◆ **Records provided**:
###
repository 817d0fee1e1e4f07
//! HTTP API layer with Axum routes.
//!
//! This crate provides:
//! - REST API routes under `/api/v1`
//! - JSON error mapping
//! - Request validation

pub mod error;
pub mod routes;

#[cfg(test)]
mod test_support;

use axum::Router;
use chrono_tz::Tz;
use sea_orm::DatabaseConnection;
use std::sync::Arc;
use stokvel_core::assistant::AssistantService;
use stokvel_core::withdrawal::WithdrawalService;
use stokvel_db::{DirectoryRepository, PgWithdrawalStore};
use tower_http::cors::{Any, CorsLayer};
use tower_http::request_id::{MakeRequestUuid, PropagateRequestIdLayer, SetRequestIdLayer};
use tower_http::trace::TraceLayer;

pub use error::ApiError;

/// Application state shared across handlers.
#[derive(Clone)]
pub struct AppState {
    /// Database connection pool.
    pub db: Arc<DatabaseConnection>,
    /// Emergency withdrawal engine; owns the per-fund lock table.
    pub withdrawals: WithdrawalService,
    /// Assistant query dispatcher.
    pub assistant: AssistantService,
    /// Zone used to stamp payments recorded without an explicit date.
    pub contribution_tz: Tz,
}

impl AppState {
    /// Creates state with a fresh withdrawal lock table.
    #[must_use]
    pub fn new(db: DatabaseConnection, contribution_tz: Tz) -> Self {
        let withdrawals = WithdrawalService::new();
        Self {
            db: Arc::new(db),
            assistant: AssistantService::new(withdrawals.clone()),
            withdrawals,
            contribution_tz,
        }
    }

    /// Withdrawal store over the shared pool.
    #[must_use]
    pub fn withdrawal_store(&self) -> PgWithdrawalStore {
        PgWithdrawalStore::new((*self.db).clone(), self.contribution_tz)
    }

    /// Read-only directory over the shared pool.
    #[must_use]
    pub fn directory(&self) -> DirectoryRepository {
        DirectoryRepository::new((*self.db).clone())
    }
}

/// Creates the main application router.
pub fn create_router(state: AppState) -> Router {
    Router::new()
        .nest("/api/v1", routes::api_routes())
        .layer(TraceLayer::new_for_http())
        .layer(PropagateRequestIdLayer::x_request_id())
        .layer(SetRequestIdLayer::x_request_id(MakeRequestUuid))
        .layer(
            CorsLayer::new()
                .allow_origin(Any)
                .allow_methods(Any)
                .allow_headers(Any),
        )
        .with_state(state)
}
###
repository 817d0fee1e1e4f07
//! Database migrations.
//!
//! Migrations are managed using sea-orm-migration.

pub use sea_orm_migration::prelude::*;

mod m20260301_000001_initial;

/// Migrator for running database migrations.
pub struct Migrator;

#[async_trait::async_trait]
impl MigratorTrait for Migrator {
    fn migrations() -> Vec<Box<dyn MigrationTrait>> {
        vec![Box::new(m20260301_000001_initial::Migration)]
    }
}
###
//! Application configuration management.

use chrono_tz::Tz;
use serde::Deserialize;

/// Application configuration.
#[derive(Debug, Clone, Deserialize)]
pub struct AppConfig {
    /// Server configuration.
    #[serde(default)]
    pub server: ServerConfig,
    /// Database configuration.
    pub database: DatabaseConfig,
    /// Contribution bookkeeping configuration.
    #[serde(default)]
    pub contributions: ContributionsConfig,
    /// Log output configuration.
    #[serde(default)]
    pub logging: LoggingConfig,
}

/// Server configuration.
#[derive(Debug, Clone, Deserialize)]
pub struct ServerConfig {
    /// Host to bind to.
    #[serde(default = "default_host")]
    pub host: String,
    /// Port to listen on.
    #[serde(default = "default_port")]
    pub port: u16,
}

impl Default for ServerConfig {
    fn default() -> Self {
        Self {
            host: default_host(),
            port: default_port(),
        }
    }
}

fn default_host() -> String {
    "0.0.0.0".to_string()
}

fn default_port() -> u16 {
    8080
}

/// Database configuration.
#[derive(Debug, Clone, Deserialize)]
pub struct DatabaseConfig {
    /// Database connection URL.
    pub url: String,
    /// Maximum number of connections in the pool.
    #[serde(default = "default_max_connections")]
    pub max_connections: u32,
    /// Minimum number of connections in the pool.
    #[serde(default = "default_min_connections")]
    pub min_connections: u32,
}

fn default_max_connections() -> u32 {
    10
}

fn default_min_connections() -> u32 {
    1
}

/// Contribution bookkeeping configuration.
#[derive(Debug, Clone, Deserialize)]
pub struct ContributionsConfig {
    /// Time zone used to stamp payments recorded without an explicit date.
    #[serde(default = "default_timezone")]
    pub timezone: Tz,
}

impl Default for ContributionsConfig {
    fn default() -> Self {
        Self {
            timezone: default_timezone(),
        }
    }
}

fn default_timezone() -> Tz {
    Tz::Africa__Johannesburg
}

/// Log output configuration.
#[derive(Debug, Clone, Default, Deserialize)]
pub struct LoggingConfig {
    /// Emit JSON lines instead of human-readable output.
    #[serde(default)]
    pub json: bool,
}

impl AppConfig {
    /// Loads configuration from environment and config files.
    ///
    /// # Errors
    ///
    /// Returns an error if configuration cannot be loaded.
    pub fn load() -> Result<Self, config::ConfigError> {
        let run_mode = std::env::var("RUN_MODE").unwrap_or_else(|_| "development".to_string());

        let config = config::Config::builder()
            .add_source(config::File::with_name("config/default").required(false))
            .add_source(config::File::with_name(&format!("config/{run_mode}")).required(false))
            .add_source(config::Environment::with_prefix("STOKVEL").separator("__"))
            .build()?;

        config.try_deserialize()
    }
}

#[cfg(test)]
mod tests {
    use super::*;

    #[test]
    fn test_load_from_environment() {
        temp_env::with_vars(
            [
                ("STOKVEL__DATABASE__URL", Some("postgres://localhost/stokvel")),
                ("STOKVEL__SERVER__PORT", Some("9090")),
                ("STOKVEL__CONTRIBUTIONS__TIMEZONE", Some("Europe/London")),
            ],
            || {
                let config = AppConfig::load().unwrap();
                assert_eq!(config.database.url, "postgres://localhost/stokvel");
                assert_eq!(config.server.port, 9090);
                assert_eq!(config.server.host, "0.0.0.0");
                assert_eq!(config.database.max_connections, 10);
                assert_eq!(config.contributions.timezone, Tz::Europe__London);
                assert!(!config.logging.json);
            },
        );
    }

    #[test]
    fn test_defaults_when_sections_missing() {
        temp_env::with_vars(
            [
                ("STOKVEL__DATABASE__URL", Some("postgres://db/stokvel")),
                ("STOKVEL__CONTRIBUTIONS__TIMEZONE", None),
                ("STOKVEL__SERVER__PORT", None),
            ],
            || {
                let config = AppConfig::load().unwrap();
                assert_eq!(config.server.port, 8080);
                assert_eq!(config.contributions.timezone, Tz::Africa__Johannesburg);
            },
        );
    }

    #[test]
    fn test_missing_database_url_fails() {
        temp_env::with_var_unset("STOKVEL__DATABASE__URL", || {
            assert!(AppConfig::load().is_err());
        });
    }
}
###
◆ **Try it**: Set out every line from the material that contains the string "localhost".

◆ **Answer for the task**:
                ("STOKVEL__DATABASE__URL", Some("postgres://localhost/stokvel")),
                assert_eq!(config.database.url, "postgres://localhost/stokvel");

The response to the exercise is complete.